For the listing that follows, report how many lines contain the string "NetworkError", giving the number alone.

------ Given information

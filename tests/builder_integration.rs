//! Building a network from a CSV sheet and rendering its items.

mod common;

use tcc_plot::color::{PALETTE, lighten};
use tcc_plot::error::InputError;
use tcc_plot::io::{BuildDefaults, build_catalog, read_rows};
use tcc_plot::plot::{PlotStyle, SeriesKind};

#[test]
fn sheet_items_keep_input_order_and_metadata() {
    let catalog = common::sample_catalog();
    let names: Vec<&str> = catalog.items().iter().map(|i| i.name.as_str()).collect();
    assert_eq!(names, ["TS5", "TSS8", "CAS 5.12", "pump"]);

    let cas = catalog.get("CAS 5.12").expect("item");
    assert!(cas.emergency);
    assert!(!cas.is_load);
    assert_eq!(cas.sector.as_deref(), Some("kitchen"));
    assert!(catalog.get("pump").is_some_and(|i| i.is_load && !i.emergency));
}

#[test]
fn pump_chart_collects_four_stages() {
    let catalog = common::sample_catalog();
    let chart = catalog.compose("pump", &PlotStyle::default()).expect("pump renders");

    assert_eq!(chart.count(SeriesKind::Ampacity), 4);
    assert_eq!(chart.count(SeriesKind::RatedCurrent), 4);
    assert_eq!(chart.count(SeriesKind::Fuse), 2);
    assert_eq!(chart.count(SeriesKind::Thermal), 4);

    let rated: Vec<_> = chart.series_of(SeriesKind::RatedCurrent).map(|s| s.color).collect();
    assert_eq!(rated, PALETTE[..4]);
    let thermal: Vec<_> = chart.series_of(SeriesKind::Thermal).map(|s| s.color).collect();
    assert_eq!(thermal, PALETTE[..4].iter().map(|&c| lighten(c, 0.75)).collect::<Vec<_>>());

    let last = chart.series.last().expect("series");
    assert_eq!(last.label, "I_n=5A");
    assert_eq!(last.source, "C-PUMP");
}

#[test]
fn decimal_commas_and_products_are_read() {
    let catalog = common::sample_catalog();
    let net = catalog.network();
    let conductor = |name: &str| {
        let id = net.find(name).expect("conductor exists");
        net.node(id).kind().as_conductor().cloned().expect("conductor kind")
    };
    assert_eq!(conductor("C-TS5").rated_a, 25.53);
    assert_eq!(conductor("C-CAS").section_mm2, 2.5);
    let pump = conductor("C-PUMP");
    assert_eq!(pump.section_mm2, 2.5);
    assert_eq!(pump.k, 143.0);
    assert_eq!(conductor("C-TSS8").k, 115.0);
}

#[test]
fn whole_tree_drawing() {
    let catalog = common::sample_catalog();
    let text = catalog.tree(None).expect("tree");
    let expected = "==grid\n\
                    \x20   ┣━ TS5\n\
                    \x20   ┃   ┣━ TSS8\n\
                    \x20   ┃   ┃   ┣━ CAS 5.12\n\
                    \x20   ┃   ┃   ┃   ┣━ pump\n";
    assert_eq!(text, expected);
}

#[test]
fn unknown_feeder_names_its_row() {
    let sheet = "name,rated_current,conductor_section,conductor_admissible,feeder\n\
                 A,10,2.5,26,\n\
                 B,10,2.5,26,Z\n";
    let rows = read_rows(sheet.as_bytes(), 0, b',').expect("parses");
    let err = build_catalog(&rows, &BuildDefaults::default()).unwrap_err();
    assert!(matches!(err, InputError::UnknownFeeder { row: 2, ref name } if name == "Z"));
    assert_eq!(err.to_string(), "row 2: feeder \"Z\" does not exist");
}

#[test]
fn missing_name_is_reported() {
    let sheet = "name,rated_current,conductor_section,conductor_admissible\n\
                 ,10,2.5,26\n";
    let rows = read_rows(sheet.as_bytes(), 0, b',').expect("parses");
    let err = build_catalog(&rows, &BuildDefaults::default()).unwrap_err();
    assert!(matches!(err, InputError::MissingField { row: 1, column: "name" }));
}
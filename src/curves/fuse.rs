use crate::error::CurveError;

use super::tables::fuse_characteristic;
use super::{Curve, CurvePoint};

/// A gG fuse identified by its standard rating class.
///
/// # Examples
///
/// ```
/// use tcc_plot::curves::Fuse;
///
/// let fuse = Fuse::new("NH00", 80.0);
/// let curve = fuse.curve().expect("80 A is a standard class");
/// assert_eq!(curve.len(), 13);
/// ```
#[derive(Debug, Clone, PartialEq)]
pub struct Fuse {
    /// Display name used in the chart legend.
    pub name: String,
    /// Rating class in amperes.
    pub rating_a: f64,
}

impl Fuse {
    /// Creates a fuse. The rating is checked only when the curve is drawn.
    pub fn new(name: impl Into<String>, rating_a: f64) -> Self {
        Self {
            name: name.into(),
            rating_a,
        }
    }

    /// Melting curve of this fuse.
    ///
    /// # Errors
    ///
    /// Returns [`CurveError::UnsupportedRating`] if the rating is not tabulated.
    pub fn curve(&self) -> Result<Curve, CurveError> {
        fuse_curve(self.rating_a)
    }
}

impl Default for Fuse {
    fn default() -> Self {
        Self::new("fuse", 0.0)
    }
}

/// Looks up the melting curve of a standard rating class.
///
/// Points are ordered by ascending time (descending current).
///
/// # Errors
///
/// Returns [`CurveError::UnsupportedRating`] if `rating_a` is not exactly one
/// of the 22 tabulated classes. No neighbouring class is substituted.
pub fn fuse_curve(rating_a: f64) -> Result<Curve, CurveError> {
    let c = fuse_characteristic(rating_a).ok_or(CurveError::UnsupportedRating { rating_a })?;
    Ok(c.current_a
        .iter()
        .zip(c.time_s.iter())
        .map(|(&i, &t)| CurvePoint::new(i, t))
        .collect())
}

------------
------ Given information

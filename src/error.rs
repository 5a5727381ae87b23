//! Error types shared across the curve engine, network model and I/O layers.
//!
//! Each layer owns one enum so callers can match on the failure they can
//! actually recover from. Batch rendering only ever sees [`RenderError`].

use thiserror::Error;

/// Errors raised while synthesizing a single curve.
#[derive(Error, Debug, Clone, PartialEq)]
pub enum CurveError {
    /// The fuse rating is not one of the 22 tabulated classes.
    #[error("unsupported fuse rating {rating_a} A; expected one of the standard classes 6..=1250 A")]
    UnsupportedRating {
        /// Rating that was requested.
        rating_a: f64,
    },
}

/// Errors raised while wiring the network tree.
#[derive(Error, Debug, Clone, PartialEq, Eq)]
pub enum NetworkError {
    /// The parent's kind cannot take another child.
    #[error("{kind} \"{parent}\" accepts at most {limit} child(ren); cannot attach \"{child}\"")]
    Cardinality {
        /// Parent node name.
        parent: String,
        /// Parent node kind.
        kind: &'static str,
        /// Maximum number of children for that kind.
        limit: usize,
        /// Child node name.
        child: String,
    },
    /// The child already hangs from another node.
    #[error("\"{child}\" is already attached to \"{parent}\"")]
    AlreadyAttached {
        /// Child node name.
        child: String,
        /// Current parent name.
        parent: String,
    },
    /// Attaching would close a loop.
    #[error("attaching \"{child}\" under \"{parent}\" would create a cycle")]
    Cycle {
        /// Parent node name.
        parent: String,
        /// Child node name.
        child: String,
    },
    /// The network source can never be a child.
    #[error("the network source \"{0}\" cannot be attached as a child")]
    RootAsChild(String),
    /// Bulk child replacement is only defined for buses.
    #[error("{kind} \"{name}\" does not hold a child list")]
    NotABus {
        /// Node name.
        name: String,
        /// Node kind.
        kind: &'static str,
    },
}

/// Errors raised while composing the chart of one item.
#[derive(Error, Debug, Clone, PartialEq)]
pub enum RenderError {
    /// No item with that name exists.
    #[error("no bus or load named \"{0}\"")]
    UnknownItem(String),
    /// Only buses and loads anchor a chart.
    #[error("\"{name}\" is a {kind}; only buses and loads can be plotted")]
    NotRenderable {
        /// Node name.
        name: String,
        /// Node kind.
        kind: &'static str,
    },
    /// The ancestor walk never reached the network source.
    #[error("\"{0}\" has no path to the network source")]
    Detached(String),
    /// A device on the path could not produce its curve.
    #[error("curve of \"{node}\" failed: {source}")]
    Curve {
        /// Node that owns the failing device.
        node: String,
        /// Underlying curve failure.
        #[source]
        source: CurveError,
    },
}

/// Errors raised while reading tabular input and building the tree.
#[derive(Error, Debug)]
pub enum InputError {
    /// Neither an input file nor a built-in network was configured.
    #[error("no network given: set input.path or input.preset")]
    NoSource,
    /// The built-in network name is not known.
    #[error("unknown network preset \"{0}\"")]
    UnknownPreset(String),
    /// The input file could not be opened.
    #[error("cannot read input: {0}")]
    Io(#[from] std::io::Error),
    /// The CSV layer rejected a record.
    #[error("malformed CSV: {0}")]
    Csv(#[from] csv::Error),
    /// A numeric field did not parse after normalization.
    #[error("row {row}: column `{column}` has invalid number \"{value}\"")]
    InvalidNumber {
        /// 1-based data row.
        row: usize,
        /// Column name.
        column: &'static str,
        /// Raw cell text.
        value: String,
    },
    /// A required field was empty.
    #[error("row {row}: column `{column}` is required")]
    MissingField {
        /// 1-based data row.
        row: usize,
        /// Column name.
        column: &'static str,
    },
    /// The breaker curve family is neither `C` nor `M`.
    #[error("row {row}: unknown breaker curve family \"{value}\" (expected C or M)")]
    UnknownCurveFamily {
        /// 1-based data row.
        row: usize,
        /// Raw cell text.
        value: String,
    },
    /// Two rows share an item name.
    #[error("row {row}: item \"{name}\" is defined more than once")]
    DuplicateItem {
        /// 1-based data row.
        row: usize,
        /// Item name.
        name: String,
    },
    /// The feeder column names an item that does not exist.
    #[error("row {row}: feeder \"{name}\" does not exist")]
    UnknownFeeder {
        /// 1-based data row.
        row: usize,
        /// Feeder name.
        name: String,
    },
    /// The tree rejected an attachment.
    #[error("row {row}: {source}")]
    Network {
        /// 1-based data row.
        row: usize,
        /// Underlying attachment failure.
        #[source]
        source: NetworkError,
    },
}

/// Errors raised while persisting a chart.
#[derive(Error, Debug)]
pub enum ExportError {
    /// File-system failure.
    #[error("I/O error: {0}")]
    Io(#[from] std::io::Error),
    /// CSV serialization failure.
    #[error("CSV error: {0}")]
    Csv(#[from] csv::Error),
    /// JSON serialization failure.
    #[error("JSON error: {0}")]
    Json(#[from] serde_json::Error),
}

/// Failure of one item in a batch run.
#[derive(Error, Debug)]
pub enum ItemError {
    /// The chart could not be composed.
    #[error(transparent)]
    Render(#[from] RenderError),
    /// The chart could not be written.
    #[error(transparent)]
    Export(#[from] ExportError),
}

------------

Response to the exercise:
2